• [TASK REQUIREMENTS]: Read through the listing below and copy each line in which the word "CourseGradebook" occurs.
::: RECORDS FOR THIS EXERCISE :::
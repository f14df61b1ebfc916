//! Catalog of Open edX resource endpoints consumed by the reporting backend.

// self
use crate::_prelude::*;

/// Known resource endpoints.
#[derive(Clone, Copy, Debug, PartialEq, Eq, Hash)]
pub enum ResourceKind {
	/// Course catalog listing.
	Courses,
	/// Courseware metadata for a single course.
	CourseDetails,
	/// Per-learner gradebook with section breakdowns.
	CourseGradebook,
	/// Per-learner course grade summary.
	CourseGrades,
	/// User account lookup by email address.
	UsersByEmail,
	/// Caller-constructed path.
	Custom,
}
impl ResourceKind {
	/// Returns a stable label suitable for span or metric fields.
	pub const fn as_str(self) -> &'static str {
		match self {
			Self::Courses => "courses",
			Self::CourseDetails => "course_details",
			Self::CourseGradebook => "course_gradebook",
			Self::CourseGrades => "course_grades",
			Self::UsersByEmail => "users_by_email",
			Self::Custom => "custom",
		}
	}

	/// Path template as documented by the LMS, with `{placeholders}` for parameters.
	pub const fn template(self) -> &'static str {
		match self {
			Self::Courses => "/api/courses/v1/courses/",
			Self::CourseDetails => "/api/courseware/course/{course_id}",
			Self::CourseGradebook => "/api/grades/v1/gradebook/{course_id}/",
			Self::CourseGrades => "/api/grades/v1/courses/{course_id}/",
			Self::UsersByEmail => "/api/user/v1/accounts?email={email}",
			Self::Custom => "{path}",
		}
	}
}
impl Display for ResourceKind {
	fn fmt(&self, f: &mut Formatter) -> FmtResult {
		f.write_str(self.as_str())
	}
}

/// Resource path relative to the resource base URL, parameters already substituted.
///
/// Course identifiers are inserted verbatim (`course-v1:Org+Num+Run` is valid in a path
/// segment); email addresses are form-encoded because they travel in the query string.
#[derive(Clone, Debug, PartialEq, Eq, Hash)]
pub struct ResourcePath {
	kind: ResourceKind,
	path: String,
}
impl ResourcePath {
	/// Wraps a caller-constructed path, adding a leading `/` when missing.
	pub fn custom(path: impl Into<String>) -> Self {
		let path = path.into();
		let path = if path.starts_with('/') { path } else { format!("/{path}") };

		Self { kind: ResourceKind::Custom, path }
	}

	/// `/api/courses/v1/courses/`.
	pub fn courses() -> Self {
		Self { kind: ResourceKind::Courses, path: ResourceKind::Courses.template().to_owned() }
	}

	/// `/api/courseware/course/{course_id}`.
	pub fn course_details(course_id: &str) -> Self {
		Self::with_course(ResourceKind::CourseDetails, course_id)
	}

	/// `/api/grades/v1/gradebook/{course_id}/`.
	pub fn course_gradebook(course_id: &str) -> Self {
		Self::with_course(ResourceKind::CourseGradebook, course_id)
	}

	/// `/api/grades/v1/courses/{course_id}/`.
	pub fn course_grades(course_id: &str) -> Self {
		Self::with_course(ResourceKind::CourseGrades, course_id)
	}

	/// `/api/user/v1/accounts?email={email}`.
	pub fn users_by_email(email: &str) -> Self {
		let encoded = url::form_urlencoded::byte_serialize(email.as_bytes()).collect::<String>();
		let path = ResourceKind::UsersByEmail.template().replace("{email}", &encoded);

		Self { kind: ResourceKind::UsersByEmail, path }
	}

	/// Endpoint this path targets.
	pub fn kind(&self) -> ResourceKind {
		self.kind
	}

	/// Path string passed to the transport.
	pub fn as_str(&self) -> &str {
		&self.path
	}

	fn with_course(kind: ResourceKind, course_id: &str) -> Self {
		Self { kind, path: kind.template().replace("{course_id}", course_id) }
	}
}
impl AsRef<str> for ResourcePath {
	fn as_ref(&self) -> &str {
		self.as_str()
	}
}
impl Display for ResourcePath {
	fn fmt(&self, f: &mut Formatter) -> FmtResult {
		f.write_str(&self.path)
	}
}

#[cfg(test)]
mod tests {
	// self
	use super::*;

	#[test]
	fn course_paths_substitute_identifier() {
		let id = "course-v1:edX+DemoX+Demo_Course";

		assert_eq!(ResourcePath::courses().as_str(), "/api/courses/v1/courses/");
		assert_eq!(
			ResourcePath::course_details(id).as_str(),
			"/api/courseware/course/course-v1:edX+DemoX+Demo_Course"
		);
		assert_eq!(
			ResourcePath::course_gradebook(id).as_str(),
			"/api/grades/v1/gradebook/course-v1:edX+DemoX+Demo_Course/"
		);
		assert_eq!(
			ResourcePath::course_grades(id).as_str(),
			"/api/grades/v1/courses/course-v1:edX+DemoX+Demo_Course/"
		);
		assert_eq!(ResourcePath::course_grades(id).kind(), ResourceKind::CourseGrades);
	}

	#[test]
	fn email_is_form_encoded() {
		let path = ResourcePath::users_by_email("jane+reports@example.com");

		assert_eq!(path.as_str(), "/api/user/v1/accounts?email=jane%2Breports%40example.com");
	}

	#[test]
	fn custom_paths_gain_leading_slash() {
		assert_eq!(ResourcePath::custom("api/x").as_str(), "/api/x");
		assert_eq!(ResourcePath::custom("/api/x").as_str(), "/api/x");
		assert_eq!(ResourcePath::custom("/api/x").kind().as_str(), "custom");
	}
}
// self
use crate::{_prelude::*, obs::CallKind};

/// Future returned by [`CallSpan::instrument`]; a plain passthrough without `tracing`.
#[cfg(feature = "tracing")]
pub type InstrumentedCall<F> = tracing::instrument::Instrumented<F>;
/// Future returned by [`CallSpan::instrument`]; a plain passthrough without `tracing`.
#[cfg(not(feature = "tracing"))]
pub type InstrumentedCall<F> = F;

/// `lms_token_client.call` span wrapping one client operation.
///
/// The `path` field starts empty and is filled in by resource calls once the path is known.
#[derive(Clone, Debug)]
pub struct CallSpan {
	#[cfg(feature = "tracing")]
	span: tracing::Span,
}
impl CallSpan {
	/// Opens a span for `kind` at the given call site.
	pub fn new(kind: CallKind, stage: &'static str) -> Self {
		#[cfg(feature = "tracing")]
		{
			let span = tracing::info_span!(
				"lms_token_client.call",
				call = kind.as_str(),
				stage,
				path = tracing::field::Empty
			);

			Self { span }
		}
		#[cfg(not(feature = "tracing"))]
		{
			let _ = (kind, stage);

			Self {}
		}
	}

	/// Records the resource path on the span.
	pub fn record_path(&self, path: &str) {
		#[cfg(feature = "tracing")]
		self.span.record("path", path);
		#[cfg(not(feature = "tracing"))]
		let _ = path;
	}

	/// Attaches the span to `fut` so it is entered on every poll, never across an `.await`.
	pub fn instrument<Fut>(&self, fut: Fut) -> InstrumentedCall<Fut>
	where
		Fut: Future,
	{
		#[cfg(feature = "tracing")]
		{
			tracing::Instrument::instrument(fut, self.span.clone())
		}
		#[cfg(not(feature = "tracing"))]
		{
			fut
		}
	}
}

pub(crate) fn debug_event(message: &'static str) {
	#[cfg(feature = "tracing")]
	tracing::debug!("{message}");
	#[cfg(not(feature = "tracing"))]
	let _ = message;
}

/// Logs a failed call with its display text and upstream status; tokens never reach the log.
pub(crate) fn warn_error(error: &Error) {
	#[cfg(feature = "tracing")]
	tracing::warn!(error = %error, status = ?error.upstream_status(), "LMS call failed.");
	#[cfg(not(feature = "tracing"))]
	let _ = error;
}
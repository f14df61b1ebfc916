//! Acquires a client-credentials JWT from a mocked LMS, lists the course catalog, and shows that
//! a second resource call reuses the cached token.

// crates.io
use color_eyre::Result;
use httpmock::prelude::*;
// self
use lms_token_client::{
	client::ReqwestLmsClient, config::LmsSettings, http::ReqwestHttpClient,
	oauth::ReqwestTransportErrorMapper, reqwest::Client,
};

#[tokio::main]
async fn main() -> Result<()> {
	color_eyre::install()?;

	let server = MockServer::start_async().await;
	let token_mock = server
		.mock_async(|when, then| {
			when.method(POST)
				.path("/oauth2/access_token")
				.body("grant_type=client_credentials&token_type=jwt");
			then.status(200)
				.header("content-type", "application/json")
				.body("{\"access_token\":\"demo-jwt\",\"token_type\":\"JWT\",\"expires_in\":3600}");
		})
		.await;
	let catalog_mock = server
		.mock_async(|when, then| {
			when.method(GET)
				.path("/api/courses/v1/courses/")
				.header("authorization", "JWT demo-jwt");
			then.status(200).header("content-type", "application/json").body(
				r#"{
					"results": [{
						"id": "course-v1:edX+DemoX+2024",
						"course_id": "course-v1:edX+DemoX+2024",
						"name": "Demo Course",
						"number": "DemoX",
						"org": "edX"
					}],
					"pagination": {"next": null, "previous": null, "count": 1, "num_pages": 1}
				}"#,
			);
		})
		.await;
	let settings = LmsSettings::default()
		.with_client_id("reports")
		.with_client_secret("demo-secret")
		.with_lms_url(server.base_url());
	// The mock server presents a self-signed certificate.
	let http_client = ReqwestHttpClient::with_client(
		Client::builder()
			.danger_accept_invalid_certs(true)
			.danger_accept_invalid_hostnames(true)
			.timeout(settings.timeout)
			.build()?,
	);
	let client =
		ReqwestLmsClient::with_http_client(settings, http_client, ReqwestTransportErrorMapper);
	let catalog = client.courses().await?;

	for course in &catalog.results {
		println!("{} ({}): {}.", course.id, course.org, course.name);
	}

	let raw = client.call_resource("/api/courses/v1/courses/").await?;

	println!("Catalog reports {} course(s).", raw["pagination"]["count"]);

	token_mock.assert_calls_async(1).await;
	catalog_mock.assert_calls_async(2).await;

	Ok(())
}
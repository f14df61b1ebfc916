//! Access token lookup with lazy expiry and single-flight refresh.

// crates.io
use oauth2::AsyncHttpClient;
// self
use crate::{
	_prelude::*,
	auth::{self, CachedToken, TokenSecret},
	client::LmsTokenClient,
	config::ClientCredentials,
	http::LmsHttpClient,
	oauth::{self, CallTarget, TransportErrorMapper},
	obs::{self, CallKind, CallOutcome, CallSpan},
};

impl<C, M> LmsTokenClient<C, M>
where
	C: LmsHttpClient,
	M: TransportErrorMapper<C::TransportError>,
{
	/// Returns a currently valid access token, acquiring one when the cache is empty or stale.
	pub async fn get_access_token(&self) -> Result<TokenSecret> {
		self.access_token_at(OffsetDateTime::now_utc()).await
	}

	/// Same as [`get_access_token`](Self::get_access_token) with an explicit instant that is
	/// treated as "now" for the freshness check and for computing the new expiry.
	pub async fn access_token_at(&self, now: OffsetDateTime) -> Result<TokenSecret> {
		const KIND: CallKind = CallKind::Token;

		let span = CallSpan::new(KIND, "access_token");

		obs::record_call_outcome(KIND, CallOutcome::Attempt);

		let result = span
			.instrument(async move {
				if let Some(token) = self.cached_at(now) {
					return Ok(token);
				}

				let epoch = self.last_flight.read().epoch;
				let _singleflight = self.refresh_guard.lock().await;

				// Another caller may have refreshed while this one waited on the guard.
				if let Some(token) = self.cached_at(now) {
					return Ok(token);
				}
				if let Some(token) = self.joined_flight(epoch) {
					return Ok(token);
				}

				let credentials = self.settings.credentials()?;

				self.acquire(&credentials, now).await
			})
			.await;

		match &result {
			Ok(_) => obs::record_call_outcome(KIND, CallOutcome::Success),
			Err(e) => {
				obs::warn_error(e);
				obs::record_call_outcome(KIND, CallOutcome::Failure);
			},
		}

		result
	}

	fn cached_at(&self, now: OffsetDateTime) -> Option<TokenSecret> {
		let cache = self.cache.read();

		if !auth::is_valid(cache.as_ref(), now) {
			return None;
		}

		obs::record_call_outcome(CallKind::Token, CallOutcome::CacheHit);
		obs::debug_event("Serving cached access token.");

		cache.as_ref().map(|token| token.value.clone())
	}

	fn joined_flight(&self, epoch: u64) -> Option<TokenSecret> {
		let flight = self.last_flight.read();

		if flight.epoch == epoch {
			return None;
		}

		obs::debug_event("Sharing an uncached token acquired while waiting.");

		flight.token.clone()
	}

	async fn acquire(
		&self,
		credentials: &ClientCredentials,
		now: OffsetDateTime,
	) -> Result<TokenSecret> {
		let request = oauth::token_request(credentials)?;
		let handle = self.http_client.handle();
		let response = handle.call(request).await.map_err(|err| {
			self.transport_mapper.map_transport_error(CallTarget::Identity, err)
		})?;
		let (token, expires_in) = oauth::read_token_response(response)?;
		let cached = CachedToken::from_lifetime(token.clone(), now, expires_in, self.expiry_buffer);

		match &cached {
			Some(entry) => {
				obs::record_token_ttl(entry.remaining_at(now));
				obs::debug_event("Acquired and cached a new access token.");
			},
			None => {
				obs::record_token_ttl(Duration::ZERO);
				obs::debug_event("Token lifetime does not exceed the expiry buffer; not caching.");
			},
		}

		{
			let mut flight = self.last_flight.write();

			flight.epoch = flight.epoch.wrapping_add(1);
			flight.token = cached.is_none().then(|| token.clone());
		}

		*self.cache.write() = cached;

		Ok(token)
	}
}
//! Redacting wrapper for the client secret and the JWTs issued by the LMS.

// self
use crate::_prelude::*;

const REDACTED: &str = "<redacted>";

/// Client secret or access token; formatters never print the value.
#[derive(Clone, PartialEq, Eq)]
pub struct TokenSecret(String);
impl TokenSecret {
	/// Wraps a sensitive string.
	pub fn new(value: impl Into<String>) -> Self {
		Self(value.into())
	}

	/// Returns the raw value. Callers must avoid logging this string.
	pub fn expose(&self) -> &str {
		&self.0
	}

	/// Consumes the wrapper and returns the raw value.
	pub fn into_inner(self) -> String {
		self.0
	}

	/// `Authorization` header value for LMS resource calls, which use the `JWT` scheme.
	pub fn jwt_authorization(&self) -> String {
		format!("JWT {}", self.0)
	}
}
impl From<String> for TokenSecret {
	fn from(value: String) -> Self {
		Self(value)
	}
}
impl AsRef<str> for TokenSecret {
	fn as_ref(&self) -> &str {
		&self.0
	}
}
impl Debug for TokenSecret {
	fn fmt(&self, f: &mut Formatter) -> FmtResult {
		write!(f, "TokenSecret({REDACTED})")
	}
}
impl Display for TokenSecret {
	fn fmt(&self, f: &mut Formatter) -> FmtResult {
		f.write_str(REDACTED)
	}
}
:::
• [RESULT]:
	CourseGradebook,
			Self::CourseGradebook => "course_gradebook",
			Self::CourseGradebook => "/api/grades/v1/gradebook/{course_id}/",
		Self::with_course(ResourceKind::CourseGradebook, course_id)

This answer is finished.